impl SessionFile<'_> {
    /// Calls `name` with `args`: built-ins first, then the method table.
    pub fn invoke_method(
        &mut self,
        name: &str,
        args: Vec<ScriptArg<'_>>,
    ) -> Result<Value, ScriptError> {
        let args = match self.invoke_builtin(name, args) {
            Dispatch::Handled(result) => return result,
            Dispatch::Unhandled(args) => args,
        };

        match self.methods.get(name) {
            Some(method) => {
                tracing::debug!(flow_file = self.flow_file.id(), name, "extension method");
                method(self, args)
            }
            None => Err(ScriptError::no_such_method(name, signature(&args))),
        }
    }

    /// Writes through `callback`, picking the stream shape from its declared
    /// parameter count: one parameter gets the output stream, any other count
    /// gets the previous content and the output stream.
    pub fn write_callback(&mut self, callback: ScriptCallback<'_>) -> Result<(), ScriptError> {
        if callback.max_params() == 1 {
            self.write_stream(|out| callback.call(StreamArg::Output(out)))
        } else {
            self.write_transform(|input, out| callback.call(StreamArg::Transform(input, out)))
        }
    }

    fn invoke_builtin<'c>(&mut self, name: &str, args: Vec<ScriptArg<'c>>) -> Dispatch<'c> {
        match name {
            "get_attribute" => match <[ScriptArg<'c>; 1]>::try_from(args) {
                Ok([ScriptArg::Value(Value::String(key))]) => Dispatch::Handled(Ok(self
                    .get_attribute(&key)
                    .map_or(Value::Null, |value| Value::String(value.to_string())))),
                Ok(args) => Dispatch::Unhandled(args.into()),
                Err(args) => Dispatch::Unhandled(args),
            },
            "put_attribute" => match <[ScriptArg<'c>; 2]>::try_from(args) {
                Ok([ScriptArg::Value(Value::String(key)), ScriptArg::Value(value)])
                    if !value.is_null() =>
                {
                    let value = super::script_string(&value).unwrap_or_default();
                    unit(self.put_attribute(&key, &value).map(|_| ()))
                }
                Ok(args) => Dispatch::Unhandled(args.into()),
                Err(args) => Dispatch::Unhandled(args),
            },
            "remove_attribute" => match <[ScriptArg<'c>; 1]>::try_from(args) {
                Ok([ScriptArg::Value(Value::String(key))]) => {
                    unit(self.remove_attribute(&key).map(|_| ()))
                }
                Ok(args) => Dispatch::Unhandled(args.into()),
                Err(args) => Dispatch::Unhandled(args),
            },
            "set_or_remove_attribute" | "set_property" => {
                match <[ScriptArg<'c>; 2]>::try_from(args) {
                    Ok([ScriptArg::Value(Value::String(key)), ScriptArg::Value(value)]) => {
                        unit(self.set_property(&key, &value))
                    }
                    Ok(args) => Dispatch::Unhandled(args.into()),
                    Err(args) => Dispatch::Unhandled(args),
                }
            }
            "get_property" => match <[ScriptArg<'c>; 1]>::try_from(args) {
                Ok([ScriptArg::Value(Value::String(key))]) => {
                    Dispatch::Handled(Ok(self.get_property(&key).into_value()))
                }
                Ok(args) => Dispatch::Unhandled(args.into()),
                Err(args) => Dispatch::Unhandled(args),
            },
            "get_size" if args.is_empty() => Dispatch::Handled(Ok(Value::from(self.size()))),
            "get_attributes" if args.is_empty() => Dispatch::Handled(Ok(self
                .get_property(super::ATTRIBUTES_PROPERTY)
                .into_value())),
            "write" => self.dispatch_output(name, args),
            "append" => self.dispatch_output(name, args),
            "read" => self.dispatch_read(args),
            "read_text" => match args.len() {
                0 => Dispatch::Handled(self.read_text(self.default_charset).map(Value::String)),
                _ => match <[ScriptArg<'c>; 1]>::try_from(args) {
                    Ok([ScriptArg::Value(Value::String(label))]) => Dispatch::Handled(
                        Charset::for_label(&label)
                            .and_then(|charset| self.read_text(charset))
                            .map(Value::String),
                    ),
                    Ok(args) => Dispatch::Unhandled(args.into()),
                    Err(args) => Dispatch::Unhandled(args),
                },
            },
            _ => Dispatch::Unhandled(args),
        }
    }

    fn dispatch_output<'c>(&mut self, name: &str, args: Vec<ScriptArg<'c>>) -> Dispatch<'c> {
        let append = name == "append";
        let args = match <[ScriptArg<'c>; 1]>::try_from(args) {
            Ok([ScriptArg::Callback(callback)]) if append => {
                if callback.max_params() != 1 {
                    return unit(Err(ScriptError::invalid_argument(
                        "append",
                        format!(
                            "callback must take exactly one stream, declares {}",
                            callback.max_params()
                        ),
                    )));
                }
                return unit(self.append_stream(|out| callback.call(StreamArg::Output(out))));
            }
            Ok([ScriptArg::Callback(callback)]) => return unit(self.write_callback(callback)),
            Ok(args) => return Dispatch::Unhandled(args.into()),
            Err(args) => args,
        };

        let (label, payload) = match <[ScriptArg<'c>; 2]>::try_from(args) {
            Ok([ScriptArg::Value(Value::String(label)), payload]) if is_text_payload(&payload) => {
                (label, payload)
            }
            Ok(args) => return Dispatch::Unhandled(args.into()),
            Err(args) => return Dispatch::Unhandled(args),
        };
        let charset = match Charset::for_label(&label) {
            Ok(charset) => charset,
            Err(err) => return unit(Err(err)),
        };

        let result = match (payload, append) {
            (ScriptArg::Callback(callback), false) => {
                self.write_with(charset, |writer| callback.call(StreamArg::Writer(writer)))
            }
            (ScriptArg::Callback(callback), true) => {
                self.append_with(charset, |writer| callback.call(StreamArg::Writer(writer)))
            }
            (ScriptArg::Value(Value::String(text)), false) => self.write_text(charset, &text),
            (ScriptArg::Value(Value::String(text)), true) => self.append_text(charset, &text),
            (ScriptArg::Writable(writable), false) => self.write_writable(charset, &writable),
            (ScriptArg::Writable(writable), true) => self.append_writable(charset, &writable),
            (payload, _) => return Dispatch::Unhandled(vec![ScriptArg::from(label), payload]),
        };
        unit(result)
    }

    fn dispatch_read<'c>(&mut self, args: Vec<ScriptArg<'c>>) -> Dispatch<'c> {
        let args = match <[ScriptArg<'c>; 1]>::try_from(args) {
            Ok([ScriptArg::Callback(callback)]) => {
                return unit(self.read_stream(|input| callback.call(StreamArg::Input(input))));
            }
            Ok(args) => return Dispatch::Unhandled(args.into()),
            Err(args) => args,
        };

        match <[ScriptArg<'c>; 2]>::try_from(args) {
            Ok([ScriptArg::Value(Value::String(label)), ScriptArg::Callback(callback)]) => {
                unit(Charset::for_label(&label).and_then(|charset| {
                    self.read_with(charset, |reader| callback.call(StreamArg::Reader(reader)))
                }))
            }
            Ok(args) => Dispatch::Unhandled(args.into()),
            Err(args) => Dispatch::Unhandled(args),
        }
    }
}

-- What is required --
Lines with the string "payload": pick each one out of the material and return it.

-- Answer to this problem --
        let (label, payload) = match <[ScriptArg<'c>; 2]>::try_from(args) {
            Ok([ScriptArg::Value(Value::String(label)), payload]) if is_text_payload(&payload) => {
                (label, payload)
        let result = match (payload, append) {
            (payload, _) => return Dispatch::Unhandled(vec![ScriptArg::from(label), payload]),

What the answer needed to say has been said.